I can't comment on the fashion merits of the collection (although to me it looked like a lot of vest tops and a few pairs of jeans - not exactly ground breaking) but I can comment on the experience I received. And it was ri-freakin'-diculous.

First up: getting into the 'Kate Moss area'. The collection is housed within some walls slightly to the left of the escalator. The first thing you'll notice is that they've put those annoying chains to create a snake-like queuing system in front of it. If you arrive at 8.30 at night, the second thing you'll notice is that there's no one queuing. But did they take the chains down? Did they heck. In fact, when I tried to enter through what was apparently the 'exit' side, I was told to turn around and weave my way through the entire (non-existent) queue to get to where I could legitimately enter (4 metres away from the exit). Thank god they had two security guards on duty to prevent such blatant flouting of the rules as I had tried to commit.
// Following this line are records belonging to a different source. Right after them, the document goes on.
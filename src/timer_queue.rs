use std::cell::RefCell;
use std::collections::{BTreeMap, HashSet};
use std::io;
use std::rc::Rc;
use std::time::{Duration, Instant};

use crate::channel::Channel;
use crate::event_loop::EventLoop;
use crate::sys::TimerFd;
use crate::timer::{Timer, TimerCallback, TimerId};

/// Dispatches callbacks scheduled by `EventLoop::run_at`/`run_after`/
/// `run_every`, backed by one kernel `timerfd` always armed to the earliest
/// pending deadline. `timers` is deadline-ordered (the key tuple breaks ties
/// between timers sharing an instant by sequence number); `active_ids`
/// tracks which sequence numbers are still live, for `cancel`.
pub struct TimerQueue {
    timer_fd: TimerFd,
    channel: Rc<RefCell<Channel>>,
    timers: BTreeMap<(Instant, u64), Timer>,
    // id-ordered index mirroring `timers`, letting `cancel` find an entry's
    // deadline key in O(log n) instead of scanning `timers`.
    deadline_by_id: std::collections::HashMap<u64, Instant>,
    active_ids: HashSet<u64>,
    calling_expired_timers: bool,
    canceling_ids: HashSet<u64>,
}

impl TimerQueue {
    pub fn new() -> io::Result<TimerQueue> {
        let timer_fd = TimerFd::new()?;
        let channel = Channel::new(std::os::unix::io::AsRawFd::as_raw_fd(&timer_fd));
        Ok(TimerQueue {
            timer_fd,
            channel,
            timers: BTreeMap::new(),
            deadline_by_id: std::collections::HashMap::new(),
            active_ids: HashSet::new(),
            calling_expired_timers: false,
            canceling_ids: HashSet::new(),
        })
    }

    pub fn channel(&self) -> Rc<RefCell<Channel>> {
        self.channel.clone()
    }

    pub fn add_timer(
        &mut self,
        loop_: &EventLoop,
        callback: TimerCallback,
        when: Instant,
        interval: Duration,
    ) -> TimerId {
        let timer = Timer::new(callback, when, interval);
        let id = timer.id();
        self.insert(loop_, timer);
        id
    }

    pub fn cancel(&mut self, loop_: &EventLoop, id: TimerId) {
        if !self.active_ids.remove(&id.sequence) {
            if self.calling_expired_timers {
                self.canceling_ids.insert(id.sequence);
            }
            return;
        }
        if let Some(when) = self.deadline_by_id.remove(&id.sequence) {
            self.timers.remove(&(when, id.sequence));
        }
        let _ = loop_;
    }

    pub(crate) fn insert(&mut self, loop_: &EventLoop, timer: Timer) {
        let earliest_changed = self
            .timers
            .keys()
            .next()
            .map(|(when, _)| timer.expiration() < *when)
            .unwrap_or(true);

        self.active_ids.insert(timer.sequence());
        self.deadline_by_id.insert(timer.sequence(), timer.expiration());
        self.timers.insert((timer.expiration(), timer.sequence()), timer);

        if earliest_changed {
            self.reset_timer_fd(loop_);
        }
    }

    /// Drains the timerfd and returns every timer due at `now`, removed
    /// from `timers` but not yet re-inserted. Split from running those
    /// timers' callbacks (see `end_dispatch`) so this borrow of `self` is
    /// released before any callback runs — a callback that calls
    /// `EventLoop::run_after`/`cancel` reaches back into this same
    /// `TimerQueue`, which would otherwise be a reentrant `borrow_mut`.
    pub(crate) fn begin_dispatch(&mut self, now: Instant) -> Vec<Timer> {
        let _ = self.timer_fd.read();
        debug_assert!(!self.calling_expired_timers);
        self.calling_expired_timers = true;
        self.canceling_ids.clear();
        self.get_expired(now)
    }

    pub(crate) fn end_dispatch(&mut self, loop_: &EventLoop, ran: Vec<Timer>) {
        for mut timer in ran {
            let seq = timer.sequence();
            if timer.repeat() && !self.canceling_ids.contains(&seq) {
                timer.restart();
                self.active_ids.insert(seq);
                self.deadline_by_id.insert(seq, timer.expiration());
                self.timers.insert((timer.expiration(), seq), timer);
            } else {
                self.active_ids.remove(&seq);
                self.deadline_by_id.remove(&seq);
            }
        }

        self.calling_expired_timers = false;
        self.reset_timer_fd(loop_);
    }

    fn get_expired(&mut self, now: Instant) -> Vec<Timer> {
        let expired_keys: Vec<(Instant, u64)> = self
            .timers
            .range(..=(now, u64::MAX))
            .map(|(k, _)| *k)
            .collect();

        expired_keys
            .into_iter()
            .filter_map(|key| {
                let timer = self.timers.remove(&key)?;
                // Erase from `active_ids`/`deadline_by_id` too, same as
                // muduo's `getExpired` erasing from `activeTimers_`: a
                // cancel arriving for this id while its callback is running
                // must find it already gone from the active set and fall
                // into the `canceling_ids` path instead of no-op'ing here.
                self.active_ids.remove(&key.1);
                self.deadline_by_id.remove(&key.1);
                Some(timer)
            })
            .collect()
    }

    fn reset_timer_fd(&self, loop_: &EventLoop) {
        let _ = loop_;
        match self.timers.keys().next() {
            Some((when, _)) => {
                let now = Instant::now();
                let delay = if *when > now {
                    *when - now
                } else {
                    Duration::from_nanos(100)
                };
                let _ = self.timer_fd.set(delay, Duration::ZERO);
            }
            None => {
                let _ = self.timer_fd.disarm();
            }
        }
    }
}
//! A minimal HTTP/1.x server built on top of [`crate::TcpServer`] — the
//! `http` feature, grounded on muduo's `net/http/` (`HttpContext`,
//! `HttpRequest`, `HttpResponse`, `HttpServer`). Request bodies are not
//! parsed, matching the original.

mod context;
mod request;
mod response;
mod server;

pub use request::{HttpRequest, Method, Version};
pub use response::{HttpResponse, StatusCode};
pub use server::{HttpCallback, HttpServer};
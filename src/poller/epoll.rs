use std::io;
use std::mem;
use std::os::unix::io::{AsRawFd, RawFd};
use std::time::Duration;

use indexmap::IndexSet;
use libc::{EPOLLERR, EPOLLHUP, EPOLLIN, EPOLLOUT, EPOLLPRI, EPOLLRDHUP};

use super::Event;
use crate::ready::Ready;
use crate::token::Token;

/// Kernel epoll interest list. Registration is O(1) regardless of how many
/// fds are already tracked, unlike the array backend's linear scan.
pub struct EpollPoller {
    epfd: RawFd,
    registered: IndexSet<RawFd>,
    events: Vec<libc::epoll_event>,
}

impl EpollPoller {
    pub fn new() -> io::Result<EpollPoller> {
        let epfd = syscall!(epoll_create1(libc::EPOLL_CLOEXEC))?;
        Ok(EpollPoller {
            epfd,
            registered: IndexSet::new(),
            events: Vec::with_capacity(128),
        })
    }

    pub fn register(&mut self, fd: RawFd, token: Token, interest: Ready) -> io::Result<()> {
        let mut event = libc::epoll_event {
            events: ioevent_to_epoll(interest),
            u64: token.0 as u64,
        };
        syscall!(epoll_ctl(self.epfd, libc::EPOLL_CTL_ADD, fd, &mut event))?;
        self.registered.insert(fd);
        Ok(())
    }

    pub fn reregister(&mut self, fd: RawFd, token: Token, interest: Ready) -> io::Result<()> {
        let mut event = libc::epoll_event {
            events: ioevent_to_epoll(interest),
            u64: token.0 as u64,
        };
        syscall!(epoll_ctl(self.epfd, libc::EPOLL_CTL_MOD, fd, &mut event))?;
        Ok(())
    }

    pub fn deregister(&mut self, fd: RawFd) -> io::Result<()> {
        // the kernel ignores the event argument for EPOLL_CTL_DEL, but older
        // kernels (pre-2.6.9) require a non-null pointer
        let mut event: libc::epoll_event = unsafe { mem::zeroed() };
        syscall!(epoll_ctl(self.epfd, libc::EPOLL_CTL_DEL, fd, &mut event))?;
        self.registered.swap_remove(&fd);
        Ok(())
    }

    pub fn has_fd(&self, fd: RawFd) -> bool {
        self.registered.contains(&fd)
    }

    pub fn poll(&mut self, events: &mut Vec<Event>, timeout: Option<Duration>) -> io::Result<()> {
        events.clear();

        let timeout_ms = timeout
            .map(|t| std::cmp::min(t.as_millis(), libc::c_int::MAX as u128) as libc::c_int)
            .unwrap_or(-1);

        let cnt = match syscall!(epoll_wait(
            self.epfd,
            self.events.as_mut_ptr(),
            self.events.capacity() as i32,
            timeout_ms
        )) {
            Ok(cnt) => cnt,
            Err(ref e) if e.kind() == io::ErrorKind::Interrupted => return Ok(()),
            Err(e) => return Err(e),
        };

        unsafe { self.events.set_len(cnt as usize) };

        for raw in &self.events {
            let ready = epoll_to_ioevent(raw.events as i32);
            if ready.is_empty() {
                continue;
            }
            events.push(Event::new(Token(raw.u64 as usize), ready));
        }

        Ok(())
    }
}

fn ioevent_to_epoll(interest: Ready) -> u32 {
    let mut kind = 0;
    if interest.is_readable() {
        kind |= EPOLLIN;
    }
    if interest.is_writable() {
        kind |= EPOLLOUT;
    }
    kind as u32
}

fn epoll_to_ioevent(epoll: i32) -> Ready {
    let mut ready = Ready::empty();
    if epoll & EPOLLIN != 0 || epoll & EPOLLPRI != 0 {
        ready.insert(Ready::readable());
    }
    if epoll & EPOLLOUT != 0 {
        ready.insert(Ready::writable());
    }
    if epoll & EPOLLERR != 0 {
        ready.insert(Ready::error());
    }
    if epoll & EPOLLRDHUP != 0 || epoll & EPOLLHUP != 0 {
        ready.insert(Ready::hup());
    }
    ready
}

impl AsRawFd for EpollPoller {
    fn as_raw_fd(&self) -> RawFd {
        self.epfd
    }
}

impl Drop for EpollPoller {
    fn drop(&mut self) {
        unsafe {
            let _ = libc::close(self.epfd);
        }
    }
}

#[cfg(test)]
mod test {
    use super::*;
    use crate::sys::EventFd;

    #[test]
    fn register_and_poll_readable_eventfd() {
        let ev = EventFd::new().unwrap();
        let mut poller = EpollPoller::new().unwrap();
        poller
            .register(ev.as_raw_fd(), Token(7), Ready::readable())
            .unwrap();

        ev.write(1).unwrap();

        let mut events = Vec::new();
        poller
            .poll(&mut events, Some(Duration::from_millis(100)))
            .unwrap();

        assert_eq!(events.len(), 1);
        assert_eq!(events[0].token(), Token(7));
        assert!(events[0].ready().is_readable());
    }

    #[test]
    fn deregister_then_poll_sees_nothing() {
        let ev = EventFd::new().unwrap();
        let mut poller = EpollPoller::new().unwrap();
        poller
            .register(ev.as_raw_fd(), Token(1), Ready::readable())
            .unwrap();
        poller.deregister(ev.as_raw_fd()).unwrap();
        assert!(!poller.has_fd(ev.as_raw_fd()));

        ev.write(1).unwrap();
        let mut events = Vec::new();
        poller
            .poll(&mut events, Some(Duration::from_millis(50)))
            .unwrap();
        assert!(events.is_empty());
    }
}
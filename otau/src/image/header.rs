//! OTAU image header types.
//!
//! The header is a 56-byte little-endian record followed by up to 13 bytes
//! of optional fields. Which optional fields are present is decided by the
//! header control bitmask:
//!
//! ```text
//! offset  size  field
//!  0       4    magic number (0x0BEEF11E)
//!  4       2    header version (0x0100)
//!  6       2    header length
//!  8       2    header control
//! 10       2    manufacturer code
//! 12       2    image type
//! 14       4    file version
//! 18       2    zigbee stack version
//! 20      31    header string
//! 52       4    total image size
//! 56       -    optional fields (security version, device address, hw versions)
//! ```

use std::fmt;

/// OTAU header magic number.
pub const HEADER_MAGIC: u32 = 0x0BEE_F11E;

/// The only supported header version.
pub const HEADER_VERSION: u16 = 0x0100;

/// Length of the fixed part of the header.
pub const HEADER_LENGTH: usize = 56;

/// Width of the header string field.
pub const HEADER_STRING_LENGTH: usize = 31;

/// Width of the optional security version field, as counted in the header length.
pub const SECURITY_VERSION_LENGTH: usize = 1;

/// Width of the optional upgrade file destination (device address) field.
pub const DEVICE_ADDRESS_LENGTH: usize = 8;

/// Width of the optional min/max hardware version pair.
pub const HARDWARE_VERSIONS_LENGTH: usize = 4;

/// Header control bitmask.
#[derive(Debug, Clone, Copy, PartialEq, Eq, Default)]
pub struct HeaderControl(u16);

impl HeaderControl {
    /// Bit 0: security credential version present.
    pub const SECURITY_VERSION: u16 = 1 << 0;
    /// Bit 1: device specific file (IEEE address) present.
    pub const DEVICE_ADDRESS: u16 = 1 << 1;
    /// Bit 2: hardware versions present.
    pub const HARDWARE_VERSIONS: u16 = 1 << 2;

    pub fn new(bits: u16) -> Self {
        Self(bits)
    }

    pub fn bits(&self) -> u16 {
        self.0
    }

    pub fn has_security_version(&self) -> bool {
        self.0 & Self::SECURITY_VERSION != 0
    }

    pub fn has_device_address(&self) -> bool {
        self.0 & Self::DEVICE_ADDRESS != 0
    }

    pub fn has_hardware_versions(&self) -> bool {
        self.0 & Self::HARDWARE_VERSIONS != 0
    }

    /// Header length implied by the control bits.
    pub fn expected_header_length(&self) -> usize {
        let mut length = HEADER_LENGTH;
        if self.has_security_version() {
            length += SECURITY_VERSION_LENGTH;
        }
        if self.has_device_address() {
            length += DEVICE_ADDRESS_LENGTH;
        }
        if self.has_hardware_versions() {
            length += HARDWARE_VERSIONS_LENGTH;
        }
        length
    }
}

/// Range of hardware versions an image applies to.
#[derive(Debug, Clone, Copy, PartialEq, Eq)]
pub struct HardwareVersionRange {
    pub min: u16,
    pub max: u16,
}

/// Parsed OTAU image header.
#[derive(Debug, Clone, PartialEq, Eq)]
pub struct ImageHeader {
    /// Byte offset of the header within the scanned buffer.
    pub offset: usize,
    pub header_length: u16,
    pub control: HeaderControl,
    pub manufacturer_code: u16,
    pub image_type: u16,
    pub file_version: u32,
    pub zigbee_stack_version: u16,
    /// Header string; empty when the field starts with a NUL.
    pub header_string: String,
    /// Total image size as declared in the header.
    pub image_size: u32,
    pub security_version: Option<u32>,
    pub device_address: Option<u64>,
    pub hardware_versions: Option<HardwareVersionRange>,
}

impl ImageHeader {
    /// Name of the manufacturer, if the code is a well-known one.
    pub fn manufacturer_name(&self) -> Option<&'static str> {
        manufacturer_name(self.manufacturer_code)
    }

    pub fn min_hardware_version(&self) -> Option<u16> {
        self.hardware_versions.map(|range| range.min)
    }

    pub fn max_hardware_version(&self) -> Option<u16> {
        self.hardware_versions.map(|range| range.max)
    }
}

impl fmt::Display for ImageHeader {
    fn fmt(&self, f: &mut fmt::Formatter<'_>) -> fmt::Result {
        write!(f, "manufacturer {:#06x}", self.manufacturer_code)?;
        if let Some(name) = self.manufacturer_name() {
            write!(f, " ({})", name)?;
        }
        write!(
            f,
            ", image type {:#06x}, file version {:#010x}, size {}",
            self.image_type, self.file_version, self.image_size
        )
    }
}

/// Look up the name of a well-known Zigbee manufacturer code.
pub fn manufacturer_name(code: u16) -> Option<&'static str> {
    match code {
        0x0000 => Some("unknown"),
        0x100B => Some("Philips"),
        0x10F2 => Some("ubisys"),
        0x110C => Some("OSRAM"),
        0x1135 => Some("dresden elektronik"),
        0x1144 => Some("Lutron"),
        0x117C => Some("IKEA"),
        0x1189 => Some("Ledvance"),
        0x1246 => Some("Danfoss"),
        _ => None,
    }
}
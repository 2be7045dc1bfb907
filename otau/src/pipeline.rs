//! Full firmware refresh: index, ordering, downloads.

use std::sync::Arc;

use thiserror::Error;
use tracing::info;

use crate::config::FetchConfig;
use crate::download::{DownloadError, DownloadOrchestrator, DownloadReport};
use crate::index::{sort_descriptors, IndexError, IndexFetcher};
use crate::origin::OriginRouter;

/// Errors that end a run before or instead of downloading.
#[derive(Debug, Error)]
pub enum PipelineError {
    #[error(transparent)]
    Index(#[from] IndexError),

    #[error(transparent)]
    Download(#[from] DownloadError),
}

/// Fetch the index, sort it and download every image it lists.
///
/// One router is shared by the index fetch and all downloads, so connection
/// pools and per-origin limits span the whole run.
pub async fn run(config: &FetchConfig) -> Result<DownloadReport, PipelineError> {
    let router = Arc::new(OriginRouter::new(
        config.origins.clone(),
        config.client.clone(),
    ));

    let mut fetcher = IndexFetcher::new(Arc::clone(&router), config.index_url.as_str());
    if let Some(path) = &config.audit_path {
        fetcher = fetcher.with_audit_path(path);
    }

    let descriptors = sort_descriptors(fetcher.fetch().await?);
    let duplicates = descriptors.iter().filter(|d| d.duplicate).count();
    info!(images = descriptors.len(), duplicates, "Index sorted");

    let orchestrator = DownloadOrchestrator::new(router, &config.output_dir);
    Ok(orchestrator.run(descriptors).await?)
}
So, I was in. I was cross, but I was in. I proceeded to wander round, pick up a couple of likely looking t-shirts and attempt to try them on. As we've already established, there were very few people around at the time, and yet for some reason the sales assistant found some very pressing garments to hang up, before she could possible count the number of items I had and pass me a tag. It seemed she had been touched by the Supermodel Brush, including a feeling of disdain for her fellow humans, simply by working with the Kate Moss collection. Man, that stuff was *powerful*.

Two t-shirts later, both of which were slightly see-through and didn't fit properly, and I was ready to leave. So, out I headed in the direction I'd come. You'd think I'd have learnt, wouldn't you? I was immediately accosted by Supermodel Sales Assistant, who informed me that unfortunately I couldn't leave this way. So, where was it I was supposed to go, I queried. Why, back through the changing rooms, through a maze of fitting rooms to the 'Out' area. And so, off I trekked, back from whence I came. To arrive? About 4 metres from where the In area was. Fun.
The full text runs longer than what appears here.